This is the question,
When I am solving this I am getting the equation
$$(2x)(3x+2)(x-3)=0$$
When I am putting $x=-\frac{2}{3}$ and $x=3$ the equation is satisfied and when I am putting $x=0$ the equation goes like $$\frac{\pi}{4} + \frac{\pi}{4} = \frac{\pi}{2}$$
Clearly, it satisfies the equation but can I do it this way, as the range of tan inverse x is ($\frac{\pi}{2}, \frac{\pi}{2}$).
Moreover, can you check if the $x=-2/3$ satisfies the equation?

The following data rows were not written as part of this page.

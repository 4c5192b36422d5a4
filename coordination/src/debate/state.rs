//! Pair debate state machine: phases, transitions, and per-pair tracking.

use chrono::{DateTime, Utc};
use serde::{Deserialize, Serialize};

/// Phase of a single pairwise debate.
#[derive(Debug, Clone, Copy, PartialEq, Eq, Hash, Serialize, Deserialize)]
#[serde(rename_all = "snake_case")]
pub enum PairPhase {
    /// Both sides' conflicting findings are on the table.
    Proposed,
    /// Each side has produced its defense.
    Argued,
    /// The judge has scored both sides.
    Judged,
    /// Abandoned (generation or judge unavailable).
    Skipped,
}

impl PairPhase {
    /// Whether this is a terminal phase.
    pub fn is_terminal(self) -> bool {
        matches!(self, Self::Judged | Self::Skipped)
    }

    /// Valid transitions from this phase.
    pub fn valid_transitions(self) -> &'static [PairPhase] {
        match self {
            Self::Proposed => &[Self::Argued, Self::Skipped],
            Self::Argued => &[Self::Judged, Self::Skipped],
            Self::Judged | Self::Skipped => &[],
        }
    }
}

impl std::fmt::Display for PairPhase {
    fn fmt(&self, f: &mut std::fmt::Formatter<'_>) -> std::fmt::Result {
        match self {
            Self::Proposed => write!(f, "proposed"),
            Self::Argued => write!(f, "argued"),
            Self::Judged => write!(f, "judged"),
            Self::Skipped => write!(f, "skipped"),
        }
    }
}

/// A phase transition record.
#[derive(Debug, Clone, Serialize, Deserialize)]
pub struct PairTransition {
    pub from: PairPhase,
    pub to: PairPhase,
    pub timestamp: DateTime<Utc>,
    pub reason: String,
}

/// Error for invalid state transitions.
#[derive(Debug, Clone, PartialEq, Eq)]
pub struct TransitionError {
    pub from: PairPhase,
    pub to: PairPhase,
    pub reason: String,
}

impl std::fmt::Display for TransitionError {
    fn fmt(&self, f: &mut std::fmt::Formatter<'_>) -> std::fmt::Result {
        write!(
            f,
            "invalid transition {} → {}: {}",
            self.from, self.to, self.reason
        )
    }
}

impl std::error::Error for TransitionError {}

/// One side's defense of its findings.
#[derive(Debug, Clone, PartialEq, Eq, Serialize, Deserialize)]
pub struct Argument {
    pub role: String,
    pub text: String,
}

/// A debate between two reviewer roles.
#[derive(Debug, Clone, Serialize, Deserialize)]
pub struct PairSession {
    pub role_a: String,
    pub role_b: String,
    pub phase: PairPhase,
    pub arguments: Vec<Argument>,
    pub transitions: Vec<PairTransition>,
    pub created_at: DateTime<Utc>,
}

impl PairSession {
    pub fn new(role_a: &str, role_b: &str) -> Self {
        Self {
            role_a: role_a.to_string(),
            role_b: role_b.to_string(),
            phase: PairPhase::Proposed,
            arguments: Vec::new(),
            transitions: Vec::new(),
            created_at: Utc::now(),
        }
    }

    /// Transition to a new phase with a reason.
    pub fn transition(&mut self, to: PairPhase, reason: &str) -> Result<(), TransitionError> {
        if !self.phase.valid_transitions().contains(&to) {
            return Err(TransitionError {
                from: self.phase,
                to,
                reason: format!(
                    "not a valid transition (allowed: {:?})",
                    self.phase.valid_transitions()
                ),
            });
        }

        self.transitions.push(PairTransition {
            from: self.phase,
            to,
            timestamp: Utc::now(),
            reason: reason.to_string(),
        });
        self.phase = to;
        Ok(())
    }

    /// Record both arguments and move to `Argued`.
    pub fn record_arguments(&mut self, a: Argument, b: Argument) -> Result<(), TransitionError> {
        self.transition(PairPhase::Argued, "both sides argued")?;
        self.arguments = vec![a, b];
        Ok(())
    }

    /// Abandon the debate from any non-terminal phase.
    pub fn skip(&mut self, reason: &str) -> Result<(), TransitionError> {
        self.transition(PairPhase::Skipped, reason)
    }

    pub fn is_complete(&self) -> bool {
        self.phase.is_terminal()
    }

    pub fn involves(&self, role: &str) -> bool {
        self.role_a == role || self.role_b == role
    }

    /// The last transition reason, if the pair was skipped.
    pub fn skip_reason(&self) -> Option<&str> {
        if self.phase != PairPhase::Skipped {
            return None;
        }
        self.transitions.last().map(|t| t.reason.as_str())
    }

    /// Compact status line.
    pub fn status_line(&self) -> String {
        format!(
            "[{}] {} vs {} | {} arguments",
            self.phase,
            self.role_a,
            self.role_b,
            self.arguments.len()
        )
    }
}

This is how I am solving it,
When $x=-2/3$, then LHS$<0$ and RHS$>0$.
With $A=\arctan \frac{1}{2x+1}$, $B=\arctan \frac{1}{4x+1}$, $C=\arctan \frac{2}{x^2}$, what you solve is $$\tan (A+B)=\tan C,$$ and it may happen that $A+B=C+k\pi$ for some $k\in\mathbb Z$.
Just check each possible answer.
The solution $3$ is OK, since $A>0$, $B>0$, $C>0$ and $A+B< \pi$.
With $x=-\frac{2}{3}$, $A,B<0$, $C>0$, so we must have $A+B=C-\pi$.